Puerto Rico’s housing secretary, Luis Carlos Fernández, who took over the position recently, said officials have been trying to simplify the process of verifying and approving requests.

Fernández said he doesn’t know if the federal funds received so far will even be enough to help everyone already accepted into the program. He said elderly applicants, disabled people and those who have significant property damage are first in line.

“We’re not going to be finished for years,” Fernández said.

Fernandez said that more than 2,600 of the applicants are still using blue tarps instead of roofs. Former Housing Secretary Fernando Gil said in September 2019 that an overall estimated 20,000 to 25,000 so-called ”blue roofs″ remained across the island.

It’s a number that angers Ariadna Godreau, a human rights lawyer who runs a nonprofit legal organization.

“We never expected this panorama,” she said. “It’s horrible.”

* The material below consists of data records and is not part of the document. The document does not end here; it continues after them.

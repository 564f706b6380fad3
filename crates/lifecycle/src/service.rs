//! Booking service driving the lifecycle use cases.

use std::collections::HashMap;
use std::sync::Arc;
use std::time::Instant;

use booking_store::{BookingStore, Page, PageRequest};
use common::{BookingId, UserId};
use domain::{
    AcceptBooking, Aggregate, Booking, BookingError, BookingEvent, BookingRepository,
    BookingStatus, CancelBooking, Command, CommandResult, CompleteBooking, ConfirmDelivery,
    CrateRequirement, CreateBooking, DomainEvent, NewBooking, PricingParams, PricingStrategy,
    RandomSource, RebookBooking, StandardPricing, StartDelivery, ThreadRandomSource,
    haversine_km,
};
use serde::Serialize;

use crate::envelope::IntegrationEvent;
use crate::error::{LifecycleError, Result};
use crate::publisher::EventPublisher;
use crate::topics::{BOOKING_EVENTS_TOPIC, SERVICE_SOURCE};

/// Settings the service stamps onto bookings and envelopes.
#[derive(Debug, Clone, PartialEq, Eq)]
pub struct LifecycleSettings {
    /// `source` attribute of published envelopes.
    pub source: String,
    /// Topic booking events are published on.
    pub booking_events_topic: String,
    /// Currency new bookings are priced in.
    pub currency: String,
}

impl Default for LifecycleSettings {
    fn default() -> Self {
        Self {
            source: SERVICE_SOURCE.to_string(),
            booking_events_topic: BOOKING_EVENTS_TOPIC.to_string(),
            currency: "MYR".to_string(),
        }
    }
}

/// Booking totals for the admin dashboard.
#[derive(Debug, Clone, PartialEq, Eq, Serialize)]
pub struct BookingStats {
    pub total_bookings: i64,
    pub by_status: HashMap<BookingStatus, i64>,
}

/// Service for managing bookings.
///
/// Every mutating use case loads the booking, applies one transition, bumps
/// the version and commits through the store's compare-and-swap. The event
/// is published only after the commit succeeds; a failed publish is logged
/// and does not undo the commit. A lost race surfaces as
/// [`LifecycleError::Conflict`] and is never retried here.
pub struct BookingService<S: BookingStore, P: EventPublisher> {
    repo: BookingRepository<S>,
    publisher: P,
    pricing: Arc<dyn PricingStrategy>,
    rng: Arc<dyn RandomSource>,
    settings: LifecycleSettings,
}

impl<S: BookingStore, P: EventPublisher> BookingService<S, P> {
    /// Creates a service with standard pricing and random booking numbers.
    pub fn new(store: S, publisher: P) -> Self {
        Self {
            repo: BookingRepository::new(store),
            publisher,
            pricing: Arc::new(StandardPricing::new()),
            rng: Arc::new(ThreadRandomSource),
            settings: LifecycleSettings::default(),
        }
    }

    pub fn with_pricing(mut self, pricing: Arc<dyn PricingStrategy>) -> Self {
        self.pricing = pricing;
        self
    }

    /// Replaces the source of booking-number randomness.
    pub fn with_random_source(mut self, rng: Arc<dyn RandomSource>) -> Self {
        self.rng = rng;
        self
    }

    pub fn with_settings(mut self, settings: LifecycleSettings) -> Self {
        self.settings = settings;
        self
    }

    /// Returns a reference to the underlying repository.
    pub fn repository(&self) -> &BookingRepository<S> {
        &self.repo
    }

    pub fn settings(&self) -> &LifecycleSettings {
        &self.settings
    }

    /// Creates a new booking priced from the route and the pet.
    #[tracing::instrument(skip(self, cmd), fields(owner_id = %cmd.owner_id))]
    pub async fn create_booking(&self, cmd: CreateBooking) -> Result<Booking> {
        let started = Instant::now();

        let pet_type = Booking::validate_request(
            cmd.owner_id,
            &cmd.pet_spec,
            &cmd.pickup_address,
            &cmd.dropoff_address,
        )?;
        let crate_requirement = CrateRequirement::for_pet(&cmd.pet_spec);
        let distance_km = haversine_km(
            cmd.pickup_address.latitude,
            cmd.pickup_address.longitude,
            cmd.dropoff_address.latitude,
            cmd.dropoff_address.longitude,
        );

        let estimated_price = self
            .pricing
            .calculate(&PricingParams {
                distance_km,
                pet_type,
                crate_size: crate_requirement.minimum_size,
                is_scheduled: cmd.scheduled_at.is_some(),
            })
            .map_err(BookingError::from)?;

        let (booking, event) = Booking::create(
            NewBooking {
                owner_id: cmd.owner_id,
                pet_spec: cmd.pet_spec,
                pickup_address: cmd.pickup_address,
                dropoff_address: cmd.dropoff_address,
                estimated_price,
                currency: self.settings.currency.clone(),
                scheduled_at: cmd.scheduled_at,
                notes: cmd.notes,
            },
            self.rng.as_ref(),
        )?;

        self.repo.insert(&booking).await?;

        self.record_transition("create", started);
        tracing::info!(
            booking_id = %booking.id(),
            booking_number = %booking.booking_number(),
            distance_km,
            estimated_price = estimated_price.cents(),
            "booking created"
        );

        self.publish(&event).await;
        Ok(booking)
    }

    /// Assigns a runner to an open booking.
    #[tracing::instrument(skip(self))]
    pub async fn accept_booking(&self, cmd: AcceptBooking) -> Result<Booking> {
        self.transition(&cmd, "accept").await
    }

    /// Records that the runner picked up the pet.
    #[tracing::instrument(skip(self))]
    pub async fn start_delivery(&self, cmd: StartDelivery) -> Result<Booking> {
        self.transition(&cmd, "start_delivery").await
    }

    /// Records that the pet was handed over.
    #[tracing::instrument(skip(self))]
    pub async fn confirm_delivery(&self, cmd: ConfirmDelivery) -> Result<Booking> {
        self.transition(&cmd, "confirm_delivery").await
    }

    /// Completes a delivered booking at its estimated price.
    #[tracing::instrument(skip(self))]
    pub async fn complete_booking(&self, cmd: CompleteBooking) -> Result<Booking> {
        self.transition(&cmd, "complete").await
    }

    /// Cancels a booking that has not reached delivery.
    #[tracing::instrument(skip(self))]
    pub async fn cancel_booking(&self, cmd: CancelBooking) -> Result<Booking> {
        self.transition(&cmd, "cancel").await
    }

    /// Creates a fresh booking with the pet, addresses and notes of an
    /// earlier one. Only the earlier booking's owner may rebook.
    #[tracing::instrument(skip(self))]
    pub async fn rebook(&self, cmd: RebookBooking) -> Result<Booking> {
        let original = self.repo.load(cmd.original_booking_id).await?;

        if original.owner_id() != cmd.owner_id {
            return Err(LifecycleError::Forbidden(
                "booking does not belong to this user".to_string(),
            ));
        }

        let mut create = CreateBooking::new(
            cmd.owner_id,
            original.pet_spec().clone(),
            original.pickup_address().clone(),
            original.dropoff_address().clone(),
        );
        create.notes = original.notes().to_string();

        self.create_booking(create).await
    }

    /// Loads a booking by id.
    pub async fn get_booking(&self, booking_id: BookingId) -> Result<Booking> {
        Ok(self.repo.load(booking_id).await?)
    }

    /// Loads a booking by its human-readable number.
    pub async fn find_by_number(&self, number: &str) -> Result<Booking> {
        self.repo
            .find_by_number(number)
            .await?
            .ok_or_else(|| LifecycleError::NotFound {
                entity: Booking::aggregate_type(),
                key: number.to_string(),
            })
    }

    pub async fn owner_bookings(&self, owner_id: UserId, page: PageRequest) -> Result<Page<Booking>> {
        Ok(self.repo.find_by_owner(owner_id, page).await?)
    }

    pub async fn runner_bookings(
        &self,
        runner_id: UserId,
        page: PageRequest,
    ) -> Result<Page<Booking>> {
        Ok(self.repo.find_by_runner(runner_id, page).await?)
    }

    /// Lists every booking, newest first.
    pub async fn list_all_bookings(&self, page: PageRequest) -> Result<Page<Booking>> {
        Ok(self.repo.list_all(page).await?)
    }

    /// Returns per-status counts and their sum.
    pub async fn booking_stats(&self) -> Result<BookingStats> {
        let by_status = self.repo.count_by_status().await?;
        let total_bookings = by_status.values().sum();
        Ok(BookingStats {
            total_bookings,
            by_status,
        })
    }

    async fn transition<C>(&self, cmd: &C, transition: &'static str) -> Result<Booking>
    where
        C: Command<Aggregate = Booking>,
    {
        let booking_id = cmd.aggregate_id();
        let started = Instant::now();

        match self.repo.handle(cmd).await {
            Ok(CommandResult {
                aggregate,
                event,
                new_version,
            }) => {
                self.record_transition(transition, started);
                tracing::info!(
                    booking_id = %booking_id,
                    transition,
                    status = %aggregate.status(),
                    version = %new_version,
                    "booking transitioned"
                );
                self.publish(&event).await;
                Ok(aggregate)
            }
            Err(e) if e.is_conflict() => {
                metrics::counter!("booking_version_conflicts_total").increment(1);
                tracing::warn!(booking_id = %booking_id, transition, "version conflict");
                Err(e.into())
            }
            Err(e) => Err(e.into()),
        }
    }

    fn record_transition(&self, transition: &'static str, started: Instant) {
        metrics::counter!("booking_transitions_total", "transition" => transition).increment(1);
        metrics::histogram!("booking_transition_duration_seconds", "transition" => transition)
            .record(started.elapsed().as_secs_f64());
    }

    /// Publishes a committed event. Failures are logged and counted only.
    async fn publish(&self, event: &BookingEvent) {
        let topic = self.settings.booking_events_topic.as_str();
        let key = event.booking_id().to_string();

        let envelope = event
            .data()
            .map_err(crate::envelope::EnvelopeError::from)
            .and_then(|data| {
                IntegrationEvent::builder()
                    .source(self.settings.source.as_str())
                    .event_type(event.event_type())
                    .data_raw(data)
                    .build()
            });

        let result = match envelope {
            Ok(envelope) => self
                .publisher
                .publish(topic, &key, &envelope)
                .await
                .map_err(|e| e.to_string()),
            Err(e) => Err(e.to_string()),
        };

        match result {
            Ok(()) => {
                metrics::counter!("booking_events_published_total").increment(1);
                tracing::debug!(
                    booking_id = %key,
                    event_type = event.event_type(),
                    topic,
                    "event published"
                );
            }
            Err(error) => {
                metrics::counter!("booking_event_publish_failures_total").increment(1);
                tracing::error!(
                    booking_id = %key,
                    event_type = event.event_type(),
                    topic,
                    error = %error,
                    "failed to publish event"
                );
            }
        }
    }
}
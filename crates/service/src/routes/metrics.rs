//! Prometheus metrics endpoint.

use axum::extract::State;
use axum::http::header::CONTENT_TYPE;
use axum::response::IntoResponse;
use metrics_exporter_prometheus::PrometheusHandle;

const PROMETHEUS_TEXT: &str = "text/plain; version=0.0.4; charset=utf-8";

/// GET /metrics renders the booking counters and histograms.
pub async fn get(State(handle): State<PrometheusHandle>) -> impl IntoResponse {
    ([(CONTENT_TYPE, PROMETHEUS_TEXT)], handle.render())
}
use serde::{Deserialize, Serialize};
use uuid::Uuid;

/// Unique identifier for a booking.
///
/// Wraps a UUID so booking ids cannot be mixed up with user ids or
/// payment ids that arrive on inbound events.
#[derive(Debug, Clone, Copy, PartialEq, Eq, Hash, Serialize, Deserialize)]
#[serde(transparent)]
pub struct BookingId(Uuid);

impl BookingId {
    /// Creates a new random booking ID.
    pub fn new() -> Self {
        Self(Uuid::new_v4())
    }

    /// Creates a booking ID from an existing UUID.
    pub fn from_uuid(uuid: Uuid) -> Self {
        Self(uuid)
    }

    /// Returns the underlying UUID.
    pub fn as_uuid(&self) -> Uuid {
        self.0
    }
}

impl Default for BookingId {
    fn default() -> Self {
        Self::new()
    }
}

impl std::fmt::Display for BookingId {
    fn fmt(&self, f: &mut std::fmt::Formatter<'_>) -> std::fmt::Result {
        write!(f, "{}", self.0)
    }
}

impl From<Uuid> for BookingId {
    fn from(uuid: Uuid) -> Self {
        Self(uuid)
    }
}

impl From<BookingId> for Uuid {
    fn from(id: BookingId) -> Self {
        id.0
    }
}

/// Identifier of a platform user acting as owner or runner.
#[derive(Debug, Clone, Copy, PartialEq, Eq, Hash, Serialize, Deserialize)]
#[serde(transparent)]
pub struct UserId(Uuid);

impl UserId {
    /// Creates a new random user ID.
    pub fn new() -> Self {
        Self(Uuid::new_v4())
    }

    /// The all-zero ID, treated as "not provided".
    pub fn nil() -> Self {
        Self(Uuid::nil())
    }

    /// Creates a user ID from an existing UUID.
    pub fn from_uuid(uuid: Uuid) -> Self {
        Self(uuid)
    }

    /// Returns the underlying UUID.
    pub fn as_uuid(&self) -> Uuid {
        self.0
    }

    /// Returns true for the nil UUID.
    pub fn is_nil(&self) -> bool {
        self.0.is_nil()
    }
}

impl Default for UserId {
    fn default() -> Self {
        Self::new()
    }
}

impl std::fmt::Display for UserId {
    fn fmt(&self, f: &mut std::fmt::Formatter<'_>) -> std::fmt::Result {
        write!(f, "{}", self.0)
    }
}

impl From<Uuid> for UserId {
    fn from(uuid: Uuid) -> Self {
        Self(uuid)
    }
}

impl From<UserId> for Uuid {
    fn from(id: UserId) -> Self {
        id.0
    }
}

/// Version number of a booking row, used for optimistic concurrency control.
///
/// A freshly created booking is at version 1 and every committed mutation
/// moves it forward by exactly one.
#[derive(
    Debug, Clone, Copy, PartialEq, Eq, PartialOrd, Ord, Hash, Default, Serialize, Deserialize,
)]
#[serde(transparent)]
pub struct Version(i64);

impl Version {
    /// Creates a version from a raw value.
    pub fn new(value: i64) -> Self {
        Self(value)
    }

    /// Returns the version assigned on creation (1).
    pub fn first() -> Self {
        Self(1)
    }

    /// Returns the next version.
    pub fn next(&self) -> Self {
        Self(self.0 + 1)
    }

    /// Returns the previous version, the value a conditional update expects
    /// to find in storage.
    pub fn prev(&self) -> Self {
        Self(self.0 - 1)
    }

    /// Returns the raw version value.
    pub fn as_i64(&self) -> i64 {
        self.0
    }
}

impl std::fmt::Display for Version {
    fn fmt(&self, f: &mut std::fmt::Formatter<'_>) -> std::fmt::Result {
        write!(f, "{}", self.0)
    }
}

impl From<i64> for Version {
    fn from(value: i64) -> Self {
        Self(value)
    }
}

impl From<Version> for i64 {
    fn from(version: Version) -> Self {
        version.0
    }
}
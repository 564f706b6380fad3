//! Core aggregate and domain event traits.

use common::Version;
use serde::{Serialize, de::DeserializeOwned};

/// Trait for domain events.
///
/// Domain events represent facts that have happened in the domain.
/// They are immutable and should be named in past tense.
pub trait DomainEvent: Serialize + DeserializeOwned + Send + Sync + Clone {
    /// Returns the event type name used on the wire.
    fn event_type(&self) -> &'static str;
}

/// Trait for state-stored aggregates guarded by an optimistic version.
///
/// Command methods validate a transition against the current state, apply it
/// in memory and return the event describing it. They never touch the
/// version: the caller bumps it with [`Aggregate::increment_version`] right
/// before committing, so a rejected command never consumes a version slot.
pub trait Aggregate: Send + Sync + Sized {
    /// The identifier type of this aggregate.
    type Id: Copy + Eq + std::fmt::Display + Send + Sync;

    /// The type of events this aggregate produces.
    type Event: DomainEvent;

    /// The type of errors this aggregate can produce.
    type Error: std::error::Error + Send + Sync;

    /// Returns the aggregate type name.
    fn aggregate_type() -> &'static str;

    /// Returns the aggregate's unique identifier.
    fn id(&self) -> Self::Id;

    /// Returns the current version of the aggregate.
    fn version(&self) -> Version;

    /// Moves the version forward by one ahead of a commit.
    fn increment_version(&mut self);
}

Among those still waiting is 38-year-old Marián Colón, a single mother of two sons. The hurricane tore off her roof and caused a nearby landslide that put her home in jeopardy, and nothing has been fixed or repaired for nearly three years. During that time, she has bounced from home to home thanks to the generosity of relatives, but she is anxious to settle down.

Colón said she knows of several people who applied for the program and gave up after numerous failed tries. She noted some of them don’t have access to the internet or own a car, making the mission nearly impossible.

“It’s been a very exhausting and very overwhelming process,” she said.

Gov. Wanda Vázquez, who ascended to that position in August after the previous governor resigned following protests over corruption and other issues, has said she puts a priority on speeding up the reconstruction of hurricane-damaged homes.

“The excuses were plentiful, and they were unacceptable,” she said. “Our people have waited too long and can’t take it anymore.”